CHESTER TIMES – August 2, 1905

            THE COMMISSIONERS AND THE DARBY PIKE

 THEIR

Position in the Premises is to Protect the Interest of the Taxpayers

            The Evening Telegraph of Philadelphia for some days past has been publishing a series of articles upon the question of doing away with tolls on the pike between Chester and Darby, and in the article of yesterday gave the impression to the public that the County Commissioners of Delaware County are standing in the way of the abolishment of this long-standing public evil.  This is not the case.  The only thing the Commissioners are doing and which is their duty, is to protect the interest of the taxpayers and to see to it that, if the collection of tolls is done away with, that the taxpayers pay no extravagant sum for the franchise.  The owners of this franchise are asking about $100,000 to relinquish their grip upon it and this, the Commissioners think, it out of all proportion to its value.
            The petition filed with the Court asking for the abolition of the payment of the tolls will bear out the Commissioners in this petition.  This petition sets forth that the Darby Pike is in bad condition, and that the owners of the franchise are not justified in exacting so much for each mile traveled by vehicles over its surface.
            The Court, upon the petition, appointed a jury to adjust the matter, with John T. Reynolds, Esq., as Master, or virtually as Judge of the Court to take testimony and pass upon the facts and report the same to the Court.  Several meetings have been held, at which testimony was given as to the condition of the pike and also as to the value of the franchise.  The County Commissioners and their solicitor, H.J. Mackiver, Esq., appeared before the jury and in plain words stated their position in the premises, which is that a they propose to oppose the payment of any large sum of money from the public treasury for a franchise which has admittedly, almost, become worthless, if the condition of the highway is to be taken as a criterion.  Every property owner in the county cannot but upheld the county officials for their position, it being their duty to save to the taxpayers every cent they can, if the report of the jury and Master should be in favor of the abolition of the toll system and the taking over of the highway by the county officials.
            The question will hardly admit of argument, but that the toll system should be abandoned, and no doubt the report of the present jury and Master will be in favor of it after a careful hearing of the facts.  It is understood that the hearings will be resumed in a short time, and the while matter will then be laid before the Court for his judicial decision.  In the meantime, however, it is not fair to the County Commissioners for the impression to go out that they are opposing the abolition of the toll system – they are simply performing one of the many duties for which the public elected them, to see to it that no extravagant price is allowed for the toll franchise.
 

CHESTER TIMES – February 15, 1906

            KING’S HIGHWAY TO BE IMPROVED

 Chester and Darby Turnpike Company Will Be Put in Good Condition 

 HEARING BEFORE THE MASTER

            The fact was established yesterday at the hearing before the Master, John T. Reynolds, Esq., and the jury of view at Media that the Chester and Darby Turnpike Company intend to put the old King’s Highway between Chester and Darby in first-class condition.  This information was given to the public through W.K. Mitchell of Ridley Park, the only witness called for the day, and who gave evidence on behalf of the telford people.
            Mr.
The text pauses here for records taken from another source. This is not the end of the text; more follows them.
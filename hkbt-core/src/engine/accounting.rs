//! Order lifecycle and fill bookkeeping (spec.md §4.7, §4.8, §4.9 step 2-3).
//!
//! Sits between the Simulator's per-bar decision loop and the Portfolio
//! ledger: turns a `(side, qty, reference price)` into a filled `Order`,
//! applying slippage and the HKEX fee schedule, and folds the fill into the
//! Portfolio's cash/position state.

use chrono::NaiveDateTime;

use crate::commission::{compute, CommissionBreakdown, CommissionSchedule};
use crate::domain::ids::{IdGen, SignalId};
use crate::domain::instrument::Instrument;
use crate::domain::order::{Order, OrderSide, OrderStatus, OrderType};
use crate::domain::portfolio::Portfolio;
use crate::domain::trade::{ExitReason, TradeRecord};
use crate::error::HkResult;

/// `+0.1%` against the trader on buys, `-0.1%` on sells (spec.md §9, §4.9).
pub const SLIPPAGE_RATE: f64 = 0.001;

pub fn apply_slippage(price: f64, side: OrderSide, slippage_rate: f64) -> f64 {
    match side {
        OrderSide::Buy => price * (1.0 + slippage_rate),
        OrderSide::Sell => price * (1.0 - slippage_rate),
    }
}

/// Build, submit, and immediately fully-fill a MARKET order against
/// `reference_price`. Returns the filled order (never partially filled —
/// the simulator only ever fills a whole lot-quantized order in one bar).
pub fn market_fill(
    id_gen: &IdGen,
    schedule: &CommissionSchedule,
    instrument: &Instrument,
    symbol: &str,
    side: OrderSide,
    quantity: u64,
    reference_price: f64,
    slippage_rate: f64,
    now: NaiveDateTime,
) -> HkResult<Order> {
    let executed_price = apply_slippage(reference_price, side, slippage_rate);
    let commission = compute(schedule, side, executed_price, quantity, instrument.is_etf);

    let mut order = Order::new(
        id_gen.next_order_id(),
        symbol,
        side,
        OrderType::Market,
        quantity,
        reference_price,
        now,
    );
    order.transition(OrderStatus::Submitted)?;
    order.fill(quantity, executed_price, commission)?;
    Ok(order)
}

/// Opens a new long position (or adds to an existing one at the same
/// symbol) from a filled buy order, deducting cash including commission.
pub fn apply_entry(portfolio: &mut Portfolio, order: &Order, entry_signal: Option<SignalId>, now: NaiveDateTime) {
    let notional = order.executed_price * order.executed_quantity as f64;
    let fees = order.commission.as_ref().map(CommissionBreakdown::total).unwrap_or(0.0);
    portfolio.cash -= notional + fees;

    match portfolio.get_position_mut(&order.symbol) {
        Some(position) if !position.is_flat() => position.add(order.executed_quantity, order.executed_price),
        _ => {
            let position = crate::domain::position::Position::open(
                order.symbol.clone(),
                order.executed_quantity,
                order.executed_price,
                now,
                entry_signal,
            );
            portfolio.positions.insert(order.symbol.clone(), position);
        }
    }
}

/// Closes (fully or partially) an open position from a filled sell order,
/// crediting cash net of commission and recording the realized `TradeRecord`.
/// Returns the realized P&L from this reduction and whether the position
/// closed out completely.
pub fn apply_exit(
    portfolio: &mut Portfolio,
    id_gen: &IdGen,
    order: &Order,
    entry_time: NaiveDateTime,
    entry_price: f64,
    entry_signal: Option<SignalId>,
    exit_reason: ExitReason,
    now: NaiveDateTime,
) -> (f64, bool) {
    let notional = order.executed_price * order.executed_quantity as f64;
    let fees = order.commission.as_ref().map(CommissionBreakdown::total).unwrap_or(0.0);
    portfolio.cash += notional - fees;

    let (realized, now_flat) = {
        let position = portfolio
            .get_position_mut(&order.symbol)
            .expect("exit order against a symbol with no open position");
        let realized = position.reduce(order.executed_quantity, order.executed_price);
        (realized, position.is_flat())
    };

    let trade = TradeRecord {
        id: id_gen.next_trade_id(),
        symbol: order.symbol.clone(),
        entry_time,
        exit_time: now,
        entry_price,
        exit_price: order.executed_price,
        quantity: order.executed_quantity,
        pnl: realized - fees,
        commission_paid: fees,
        entry_signal,
        exit_reason,
    };
    portfolio.trades.push(trade);

    (realized, now_flat)
}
Mitchell said that in his judgment and from practical experience, backed up by the knowledge of the best engineers of the country, that it will cost $1 per square yard to put the turnpike in good condition.  There being 65,000 square yards in the entire roadway of eighteen feet wide, it will be seen that considerable money is to be expended.
            “This will be done,” said Mr. Mitchel, “notwithstanding the order of the Court.  We have already given the contract for the labor to re-surface the road its entire length and the work will be started just as soon as the weather will permit.  We have also ordered a new steam teller which we expect to arrive about the middle of March and the contract for the necessary stone to put the roadway in first-class condition will be let in a few days.”
            VALUE OF THE ROAD - The above was not given in the line of testimony upon the subject before the jury.  The question being considered in what the turnpike is worth.  All parties have agreed to its condemnation, providing the telford road people are paid a fair compensation for the franchise by the county.  This franchise according to the evidence of Mr. Mitchell, is worth what it will take, $65,000 in his judgment to put the pike in good condition and the good will, it already having been shown that the investment has been a paying one.
            Mr. Mitchell in his testimony hearing upon the question of why the roadway has not been kept up, puts the blame on the trolley company.  He said that from time to time in ballasting the trolley road the tracks have been raised higher than the bed of the pike and in this has caused all of the water to be taken care of by the Telford road people.  In the original construction of the pike this was not provided for and hence it has kept the pike in bad condition.  There was no attempt to deny the words of the petitioners, who ask to have the pike condemned and that the roadbed has been in bad condition, but the excuse has been and it seems reasonable, that with the water from the trolley road flowing over the pike, it was impossible to do this.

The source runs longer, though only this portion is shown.